De ces notions bien développées
il s'ensuit qu'il peut y avoir bien des vertus contraires à l'Héroïsme; d'autres qui
lui soient indifférentes; que d'autres lui sont plus ou moins favorables selon leurs
différens rapports avec le grand art de subjuguer les curs & d'enlever
l'admiration des Peuples; & qu'enfin parmi ces dernières il doit y en avoir
quelqu'une qui lui soit plus nécessaire, plus essentielle, plus indispensable, & qui
le caractérise en quelque manière : c'est cette vertu spéciale & proprement
Héroïque qui doit être ici l'objet de mes recherches.
Rien n'est si décisif que
l'ignorance, & le doute est aussi rare parmi le Peuple que l'affirmation chez les
vrais Philosophes. II y a long-tems que le préjugé vulgaire a prononcé sur la question
que nous agitons aujourd'hui, & que la valeur guerrière passe chez la plupart des
hommes pour la première vertu des Héros. Osons appeler de ce jugement aveugle au
Tribunal de la raison, & que les préjugés, si souvent ses ennemis & ses
vainqueurs, apprennent à lui céder à leur tour.

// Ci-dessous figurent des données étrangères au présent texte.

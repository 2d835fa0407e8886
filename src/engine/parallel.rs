//! `parallel()` (spec.md §4.2 "Parallel semantics"): a step whose body
//! spawns N independent branch engines sharing the parent's `state()` map.
//!
//! Grounded on the reference's `BaseAsyncSteps::ParallelStep`
//! (`src/asyncsteps.cpp`): a normal step (`process_cb` as its `func_`) whose
//! extended data holds one nested `AsyncSteps` per branch, built eagerly
//! when [`ParallelFacade::add`]/`loop_`/`sync`/`await_` is called but not
//! *started* until the parallel step itself reaches the front of the queue.
//! [`ParallelFacade`] reuses the ordinary [`Protector`] extension methods
//! for each branch's root step instead of re-deriving add/loop/sync/await,
//! since a branch is just another engine.

use std::{any::Any, rc::Rc, time::Duration};

use crate::engine::engine::EngineInner;
use crate::engine::error::{ErrorCode, StepOutcome};
use crate::engine::protector::Protector;
use crate::engine::queue::{ErrorFn, ExtState, NodeRef, ParallelState};
use crate::sync::SyncPrimitive;

/// Restricted view over one `parallel()` step returned to the caller
/// building its branches. Each method call seeds one new branch engine;
/// chaining work *within* a branch happens inside the body closure itself,
/// via the [`Protector`] it's handed.
pub struct ParallelFacade {
    parent: Rc<EngineInner>,
    node: NodeRef,
}

impl ParallelFacade {
    pub(crate) fn new(parent: Rc<EngineInner>, node: NodeRef) -> Self {
        ParallelFacade { parent, node }
    }

    /// Build a fresh branch engine sharing the parent's `state()` map and
    /// reactor, register it in this parallel step's [`ParallelState`], and
    /// return the `Protector` for its (as yet unstarted) root step.
    fn new_branch(&self) -> Protector {
        let sink_parent = self.parent.clone();
        let sink_node = self.node.clone();
        let branch = EngineInner::new_branch(
            self.parent.reactor.clone(),
            self.parent.state_map.clone(),
            Box::new(move |outcome| on_branch_done(&sink_parent, &sink_node, outcome)),
        );

        if let Some(ExtState::Parallel(ps)) = &mut self.node.borrow_mut().ext {
            ps.children.push(branch.clone());
            ps.total = ps.children.len();
        }

        Protector::new(branch.clone(), branch.root.clone())
    }

    pub fn add<F>(&self, body: F, on_error: Option<ErrorFn>) -> &Self
    where
        F: FnMut(&Protector, &[Rc<dyn Any>]) + 'static,
    {
        self.new_branch().add(body, on_error);
        self
    }

    pub fn loop_<F>(&self, body: F, label: Option<&str>) -> &Self
    where
        F: FnMut(&Protector, u64) + 'static,
    {
        self.new_branch().loop_(body, label);
        self
    }

    pub fn sync<F>(&self, primitive: Rc<dyn SyncPrimitive>, body: F, on_error: Option<ErrorFn>) -> &Self
    where
        F: FnMut(&Protector, &[Rc<dyn Any>]) + 'static,
    {
        self.new_branch().sync(primitive, body, on_error);
        self
    }

    pub fn await_<F>(&self, poll: F) -> &Self
    where
        F: FnMut(&Protector, Duration, bool) -> bool + 'static,
    {
        self.new_branch().await_(poll);
        self
    }
}

impl Protector {
    /// Append a `parallel()` step to the current step's sub-queue and
    /// return the facade used to seed its branches.
    pub fn parallel(&self, on_error: Option<ErrorFn>) -> ParallelFacade {
        let child = self.inner.append_child(&self.node, None, on_error);
        if let Some(cap) = &self.inner.capacity {
            cap.alloc_extended();
        }
        {
            let mut n = child.borrow_mut();
            n.flags.have_extended = true;
            n.ext = Some(ExtState::Parallel(ParallelState {
                children: Vec::new(),
                total: 0,
                completed: std::cell::Cell::new(0),
                error: std::cell::RefCell::new(None),
            }));
        }
        ParallelFacade::new(self.inner.clone(), child)
    }
}

/// Dispatch entry point called by `engine::engine::EngineInner::invoke_body`
/// once a `parallel()` step reaches the front of its queue: starts every
/// registered branch and marks the step long-running. Vacuously succeeds a
/// `parallel()` with no branches registered.
pub(crate) fn start_parallel(engine: &Rc<EngineInner>, node: &NodeRef) {
    node.borrow_mut().flags.have_wait = true;

    let branches: Vec<Rc<EngineInner>> = match &node.borrow().ext {
        Some(ExtState::Parallel(ps)) => ps.children.clone(),
        _ => unreachable!("start_parallel called on a non-parallel step"),
    };

    if branches.is_empty() {
        Protector::new(engine.clone(), node.clone()).success();
        return;
    }

    for branch in branches {
        branch.start();
    }
}

fn on_branch_done(parent: &Rc<EngineInner>, node: &NodeRef, outcome: StepOutcome) {
    match outcome {
        StepOutcome::Success(_) => on_branch_success(parent, node),
        StepOutcome::Error(code, info) => on_branch_error(parent, node, code, info),
    }
}

fn on_branch_success(parent: &Rc<EngineInner>, node: &NodeRef) {
    let (total, completed_now) = match &node.borrow().ext {
        Some(ExtState::Parallel(ps)) => {
            ps.completed.set(ps.completed.get() + 1);
            (ps.total, ps.completed.get())
        }
        // The parallel step was already resolved (e.g. a sibling's error
        // already cancelled every branch, this one raced to finish too).
        None => return,
        _ => unreachable!(),
    };

    if completed_now < total {
        return;
    }

    let engine = parent.clone();
    let node = node.clone();
    parent.reactor.immediate(move || {
        Protector::new(engine, node).success();
    });
}

fn on_branch_error(parent: &Rc<EngineInner>, node: &NodeRef, code: ErrorCode, info: Option<Rc<dyn Any>>) {
    let first_error = match &node.borrow().ext {
        Some(ExtState::Parallel(ps)) => {
            let mut err = ps.error.borrow_mut();
            if err.is_some() {
                false
            } else {
                *err = Some(code.clone());
                true
            }
        }
        None => false,
    };
    if !first_error {
        return;
    }

    if let Some(ExtState::Parallel(ps)) = &node.borrow().ext {
        for child in &ps.children {
            child.cancel_onthread();
        }
    }

    let engine = parent.clone();
    let node = node.clone();
    parent.reactor.immediate(move || {
        Protector::new(engine, node).error(code, info);
    });
}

Ne nous refusons point à la
première réflexion que ce sujet fournit, & convenons d'abord que les Peuples ont
bien inconsidérément accordé leur estime & leur encens à la vaillance martiale, ou
que c'est en eux une inconséquence bien odieuse de croire que ce soit par la destruction
des hommes que les bienfaiteurs du genre-humain annoncent leur caractère. Nous sommes à
la fois bien mal-adroits & bien malheureux, si ce n'est qu'à force de nous désoler
qu'on peut exciter notre admiration. Il faut donc croire que, si jamais les jours de
bonheur & de paix renaissoient parmi nous, ils en banniroient l'Héroïsme avec le
cortège affreux des calamités publiques, & que les Héros seroient tous relégués
dans le Temple de Janus, comme on enferme, après la guerre, de vieilles &
inutiles armes dans nos Arsenaux.
Je sais qu'entre les qualités qui
doivent former le grand homme, le courage est quelque chose; mais hors du combat la valeur
n'est rien. Le brave ne fait ses preuves qu'aux jours de bataille; le vrai Héros fait la
sienne tous les jours, & ses vertus, pour se montrer quelquefois en pompe, n'en sont
pas d'un usage moins fréquent sous un extérieur plus modeste.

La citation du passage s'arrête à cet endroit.